Projet Cigéo de site d’enfouissement des déchets nucléaires : les craintes des habitants

Nous avons rencontré des membres de la Coordination Stop-Cigéo à la Maison de la Résistance de Bure, qui nous ont fait part de leurs actions dans ce territoire sous haute surveillance.

par Myriam Goldminc avec Suzanne Körösi
Photos Antoine Bonfils

« Depuis les années 1990, l’outil juridique fait partie des moyens de lutte pour empêcher un passage en force de l’Andra. Par exemple, l’Andra, se croyant en terrain conquis, avait commencé les travaux dans le bois Lejus sans autorisation et sans études d’impact. Elle tentait ainsi une fois de plus de mettre œuvre la politique du fait accompli. Nous continuons cette bataille juridique contre Cigéo avec 3 avocats, 2 organisations associatives et syndicales ainsi qu’une trentaine d’habitants de la zone concernée. Nous avons déposé 264 pages de recours contre la déclaration d’utilité publique obtenue en juillet 2022 malgré l’avis critique de l’ Autorité environnementale et de nombreux avis défavorables. » Cette même instance recommandait de limiter la démographie autour de Bure, voire de cesser tout développement économique en vue de transformer ce secteur en une zone protégée sans présence humaine à terme, en cause principalement le risque d’exposition à la radioactivité de la population à court et à long terme. Un avis important, mais qui reste purement consultatif et n’a pas suscité de réflexion plus approfondie de la part des instances gouvernementales ni par l’Andra qui ne souhaite pour l’instant pas s’exprimer sur ces questions avant d’avoir obtenu le feu vert pour la construction du site.

Les 80 habitants du village de Bure pourraient-ils continuer à y vivre si le site d’enfouissement des déchets nucléaires voyait le jour ?
 © Antoine Bonfils

Parmi les questions que soulève la population, celles du devenir des terres agricoles suscitent de nombreuses inquiétudes. Ainsi, la surenchère du prix à l’hectare qui a doublé, passant de 2500 euros à 5000 euros, et nourrit la menace d’une expropriation à moyen terme pour Cigéo. Près de 1000 hectares de terres agricoles et 2000 hectares de forêts sont déjà passés dans le portefeuille de l’Andra. Les questions liées à la radioactivité, le prélèvement de la ressource en eau, mettent en péril l’avenir de l’élevage bovin et de la production alimentaire locale : maraîchage , viticulture, agro-tourisme… Sans oublier la perte de la biodiversité par la bétonisation du milieu, les transports par camions. Cigéo pourrait nécessiter un à deux convois d’une dizaine de colis de déchets radioactifs par semaine. Un trafic dangereux puisqu’il risquerait d’exposer la population à la radioactivité en cas de chute et de collision. De plus, ils voyageront sur la même voie ferroviaire qu’empruntent les usagers.
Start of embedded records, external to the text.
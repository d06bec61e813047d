//! Execution results and their specification-form serialization.

use serde::{Deserialize, Serialize};
use serde_json::{Map, Value};

/// A line/column position inside the operation document.
#[derive(Debug, Clone, Copy, PartialEq, Eq, Serialize, Deserialize)]
pub struct SourceLocation {
    pub line: usize,
    pub column: usize,
}

/// An error reported by the engine.
#[derive(Debug, Clone, PartialEq, Serialize, Deserialize)]
pub struct GraphQLError {
    pub message: String,

    #[serde(default, skip_serializing_if = "Vec::is_empty")]
    pub locations: Vec<SourceLocation>,

    /// Response path of the failing field, as keys and list indices.
    #[serde(default, skip_serializing_if = "Vec::is_empty")]
    pub path: Vec<Value>,

    #[serde(default, skip_serializing_if = "Option::is_none")]
    pub extensions: Option<Map<String, Value>>,
}

impl GraphQLError {
    pub fn new(message: impl Into<String>) -> Self {
        Self {
            message: message.into(),
            locations: Vec::new(),
            path: Vec::new(),
            extensions: None,
        }
    }
}

/// Outcome of executing one operation.
///
/// `data` distinguishes "not present" (`None`, e.g. the document failed
/// validation) from "present but null" (`Some(Value::Null)`).
#[derive(Debug, Clone, Default, PartialEq)]
pub struct ExecutionResult {
    pub data: Option<Value>,
    pub errors: Vec<GraphQLError>,
    pub extensions: Option<Map<String, Value>>,
}

impl ExecutionResult {
    /// A successful result carrying `data`.
    pub fn from_data(data: Value) -> Self {
        Self {
            data: Some(data),
            ..Self::default()
        }
    }

    /// A result with no data and the given errors.
    pub fn from_errors(errors: Vec<GraphQLError>) -> Self {
        Self {
            data: None,
            errors,
            extensions: None,
        }
    }

    /// Whether `data` takes part in the response.
    pub fn is_data_present(&self) -> bool {
        self.data.is_some()
    }

    /// Render the standard GraphQL response object.
    ///
    /// `errors` appears only when non-empty, `data` only when present and
    /// `extensions` only when set.
    pub fn to_specification(&self) -> Value {
        let mut response = Map::new();
        if !self.errors.is_empty() {
            let errors = self
                .errors
                .iter()
                .map(|e| serde_json::to_value(e).unwrap_or_else(|_| Value::String(e.message.clone())))
                .collect();
            response.insert("errors".to_string(), Value::Array(errors));
        }
        if let Some(data) = &self.data {
            response.insert("data".to_string(), data.clone());
        }
        if let Some(extensions) = &self.extensions {
            response.insert("extensions".to_string(), Value::Object(extensions.clone()));
        }
        Value::Object(response)
    }
}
Le futur lieu d’implantation du projet et de Liaison Inter Site (LIS) © Antoine Bonfils

Des inquiétudes importantes se focalisent sur des faits que le dossier de l’Andra passe sous silence, alors qu’ils représentent des risques majeurs. Est évoqué celui d’une explosion sur le site qui pourrait être due au dépassement du taux d’hydrogène dans le sol ; ensuite, de possibles incendies provoqués par un « effet four », conséquence de la présence de déchets inflammables ; et enfin, l’inquiétude numéro un, « l’affaire géothermie ». En 2003, une expertise indépendante démontre que le sit eCigéo est sur une ressource géothermique d’une surface comparable à celle du Bassin parisien, située à une profondeur de 2000 mètres. Selon les géologues, sa présence en soi devrait exclure le stockage des déchets car les générations futures pourraient être tentées de réaliser des forages pour avoir accès à cette ressource. Jusqu’à 2013, l’Andra nie l’existence de cette ressource géothermique, puis, quand elle finit par admettre sa réalité, dix ans plus tard, elle continue à nier le danger qu’elle représente. Il faut ajouter à cela des craintes locales concernant les procédures de déclaration d’utilité publique (DUP) et d’opération d’intérêt national (OIN) qui vont permettre les expropriations et fortement restreindre la liberté d’entreprendre et de développer quoi que ce soit sur la zone de 3695 hectares concernés par Cigéo.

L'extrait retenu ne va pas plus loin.